Starting to zone out? Go with it. Think of senior quarterback Jack Trudeau, who completed at least 60% of his passes in every game last year and is poised to break all of Tony Eason's career records. Think of all-conference kicker Chris White, the coach's son, returning to improve his 24-of-28 field goal performance of last season. Think of the 17 first-stringers you have coming back. Think of the great coach himself, Mike (Old Blue Eyes) White, the dashing Californian who has led Illinois to four straight winning seasons, each of which has included at least seven victories.

Soothing, huh? Are you ready to kick some Hawkeyes' teeth in yet? Wait...the beeps are speeding up. No, no! You're remembering that this is the second year of your two-year NCAA probation for recruiting violations. Sure, you couldn't go to a bowl game last season. But if you win the conference this year, you can return to the Rose Bowl and get back on television.

Stop! You're making the beeper go haywire! Forget the 45-9 pounding you took from underdog UCLA in the '84 Rose Bowl. O.K., Smith, your shrink, had you thinking the game was in the bag. However, a lot of you guys were sophomores then. And forget that damned pink locker room in Iowa City, will you!

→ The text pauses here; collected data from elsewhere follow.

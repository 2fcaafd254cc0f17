use std::future::Future;
use std::sync::atomic::{AtomicU64, Ordering};
use tokio::sync::Mutex;

/// Single-flight access token refresh.
///
/// Callers read [`generation`](Self::generation) before they send a request.
/// When the request comes back 401 they call [`refresh`](Self::refresh) with
/// that value. The first caller runs the refresh; callers that queued behind
/// it see a newer generation and return without refreshing again.
///
/// Shared behind an `Arc` by every client that talks to the same session.
#[derive(Debug, Default)]
pub struct RefreshGuard {
    generation: AtomicU64,
    lock: Mutex<()>,
}

impl RefreshGuard {
    pub fn new() -> Self {
        Self::default()
    }

    pub fn generation(&self) -> u64 {
        self.generation.load(Ordering::Acquire)
    }

    /// Run `refresh` unless another caller finished one after `seen` was read.
    /// Returns whether this caller ran it. A failed refresh still counts as
    /// done, so queued callers don't retry it.
    pub async fn refresh<F, Fut, E>(&self, seen: u64, refresh: F) -> Result<bool, E>
    where
        F: FnOnce() -> Fut,
        Fut: Future<Output = Result<(), E>>,
    {
        let _guard = self.lock.lock().await;
        if self.generation() != seen {
            return Ok(false);
        }
        let result = refresh().await;
        self.generation.fetch_add(1, Ordering::AcqRel);
        result.map(|_| true)
    }
}
//! Resource schema registry.
//!
//! Holds the declarative descriptors for every resource kind and validates raw
//! documents against them before any mapping happens.

pub mod dates;
pub mod descriptor;
pub mod error;
pub mod resources;
pub mod validate;

use serde_json::Value;
use std::collections::HashMap;
use std::fs;
use std::path::Path;

pub use descriptor::*;
pub use error::{SchemaError, ValidationError, Violation};

use crate::jsonapi::Document;

#[derive(Debug, Clone, Default)]
pub struct SchemaRegistry {
    descriptors: HashMap<String, ResourceDescriptor>,
}

impl SchemaRegistry {
    /// An empty registry
    pub fn new() -> Self {
        Self::default()
    }

    /// A registry with the descriptors for every kwai resource kind
    pub fn kwai() -> Self {
        let mut registry = Self::new();
        for descriptor in resources::all() {
            registry.register(descriptor);
        }
        registry
    }

    /// Register a descriptor under its name (its type when no name is set).
    /// Returns the descriptor it replaced, if any.
    pub fn register(&mut self, mut descriptor: ResourceDescriptor) -> Option<ResourceDescriptor> {
        if descriptor.name.is_empty() {
            descriptor.name = descriptor.resource_type.clone();
        }
        self.descriptors.insert(descriptor.name.clone(), descriptor)
    }

    pub fn get(&self, name: &str) -> Option<&ResourceDescriptor> {
        self.descriptors.get(name)
    }

    pub fn contains(&self, name: &str) -> bool {
        self.descriptors.contains_key(name)
    }

    /// Registered descriptor names, sorted
    pub fn names(&self) -> Vec<&str> {
        let mut names: Vec<&str> = self.descriptors.keys().map(String::as_str).collect();
        names.sort_unstable();
        names
    }

    pub fn len(&self) -> usize {
        self.descriptors.len()
    }

    pub fn is_empty(&self) -> bool {
        self.descriptors.is_empty()
    }

    /// Validate `raw` as a document whose primary data is described by `descriptor`.
    pub fn validate(&self, descriptor: &ResourceDescriptor, raw: Value) -> Result<Document, ValidationError> {
        validate::validate_document(self, descriptor, raw)
    }

    /// Register every descriptor in a YAML list. Returns how many were added.
    pub fn load_yaml_str(&mut self, content: &str) -> Result<usize, SchemaError> {
        let descriptors: Vec<ResourceDescriptor> = serde_yaml::from_str(content)?;
        self.register_all(descriptors)
    }

    /// Register every descriptor in a JSON array. Returns how many were added.
    pub fn load_json_str(&mut self, content: &str) -> Result<usize, SchemaError> {
        let descriptors: Vec<ResourceDescriptor> = serde_json::from_str(content)?;
        self.register_all(descriptors)
    }

    /// Load descriptors from a `.json`, `.yaml` or `.yml` file.
    pub fn load_file(&mut self, path: impl AsRef<Path>) -> Result<usize, SchemaError> {
        let path = path.as_ref();
        let yaml = match path.extension().and_then(|e| e.to_str()) {
            Some("json") => false,
            Some("yaml") | Some("yml") => true,
            _ => {
                return Err(SchemaError::Invalid(format!(
                    "unsupported schema file extension: {}",
                    path.display()
                )))
            }
        };
        let content = fs::read_to_string(path)?;
        let count = if yaml { self.load_yaml_str(&content)? } else { self.load_json_str(&content)? };
        tracing::debug!("Loaded {} resource descriptors from {}", count, path.display());
        Ok(count)
    }

    fn register_all(&mut self, descriptors: Vec<ResourceDescriptor>) -> Result<usize, SchemaError> {
        for descriptor in &descriptors {
            Self::check_descriptor(descriptor)?;
        }
        let count = descriptors.len();
        for descriptor in descriptors {
            self.register(descriptor);
        }
        Ok(count)
    }

    fn check_descriptor(descriptor: &ResourceDescriptor) -> Result<(), SchemaError> {
        if descriptor.resource_type.is_empty() {
            return Err(SchemaError::Invalid("descriptor type cannot be empty".to_string()));
        }
        for spec in descriptor.attributes.iter().chain(descriptor.meta.iter()) {
            if spec.name.is_empty() || spec.name.split('.').any(str::is_empty) {
                return Err(SchemaError::Invalid(format!(
                    "invalid attribute name '{}' in '{}'",
                    spec.name, descriptor.resource_type
                )));
            }
        }
        for spec in &descriptor.relationships {
            if spec.name.is_empty() {
                return Err(SchemaError::Invalid(format!(
                    "empty relationship name in '{}'",
                    descriptor.resource_type
                )));
            }
        }
        Ok(())
    }
}

#[cfg(test)]
mod tests {
    use super::*;

    #[test]
    fn register_defaults_name_to_type() {
        let mut registry = SchemaRegistry::new();
        let mut descriptor = ResourceDescriptor::new("countries");
        descriptor.name = String::new();
        registry.register(descriptor);
        assert!(registry.contains("countries"));
    }

    #[test]
    fn load_yaml_descriptors() {
        let yaml = r#"
- type: countries
  attributes:
    - name: iso_2
      kind: string
    - name: name
      kind: string
- type: coaches
  attributes:
    - name: name
      kind: string
    - name: remark
      kind: string
      required: false
  relationships:
    - name: nationality
      cardinality: one
      target: countries
"#;
        let mut registry = SchemaRegistry::new();
        assert_eq!(registry.load_yaml_str(yaml).unwrap(), 2);

        let coaches = registry.get("coaches").unwrap();
        assert!(!coaches.find_attribute("remark").unwrap().required);
        assert_eq!(coaches.find_relationship("nationality").unwrap().cardinality, Cardinality::One);
    }

    #[test]
    fn invalid_descriptor_is_rejected() {
        let mut registry = SchemaRegistry::new();
        let err = registry.load_json_str(r#"[{"type": ""}]"#).unwrap_err();
        assert!(matches!(err, SchemaError::Invalid(_)));
        assert!(registry.is_empty());
    }

    #[test]
    fn kwai_registry_has_builtin_resources() {
        let registry = SchemaRegistry::kwai();
        for name in ["countries", "teams", "team_members", "members", "news_items", "training_definitions"] {
            assert!(registry.contains(name), "missing {}", name);
        }
    }
}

Smith will get your minds right before you play the Hawkeyes. Already his therapy has improved the team's fourth-quarter scoring and third-down conversion rate. In fact, he has spent more than 1,400 hours with you guys in the last two years, calming you, soothing you, even whipping you into a frenzy, if that's what you needed. "Ours is a long-term, regular program," Smith says. "It includes relaxation, imagery, self-confidence training, goal-setting training and interpersonal skills. Hopefully, the person with the most sophisticated training will dominate on the field."

Look, it's just a coincidence that you meditate on the color light blue—which happens to be UCLA's color. Really. You guys could win it all this year just on physical talent. And except for games against Southern Cal and Nebraska, only one game should get you totally whacked out—the one against nemesis Iowa, in Iowa City. You played the Hawkeyes there last year, and they whipped you 21-16. Your locker room had been painted pink, a weak, non-arousing color. "I couldn't believe it," says Smith. "Maybe it was the only color they had. But I doubt it."

It was no accident. "It [the pink room] worked pretty well for us until November, when we got some people hurt," says George Wine, Iowa's sports information director. "Remember, Coach Fry was a psychology major at Baylor."

Let the mind wars begin.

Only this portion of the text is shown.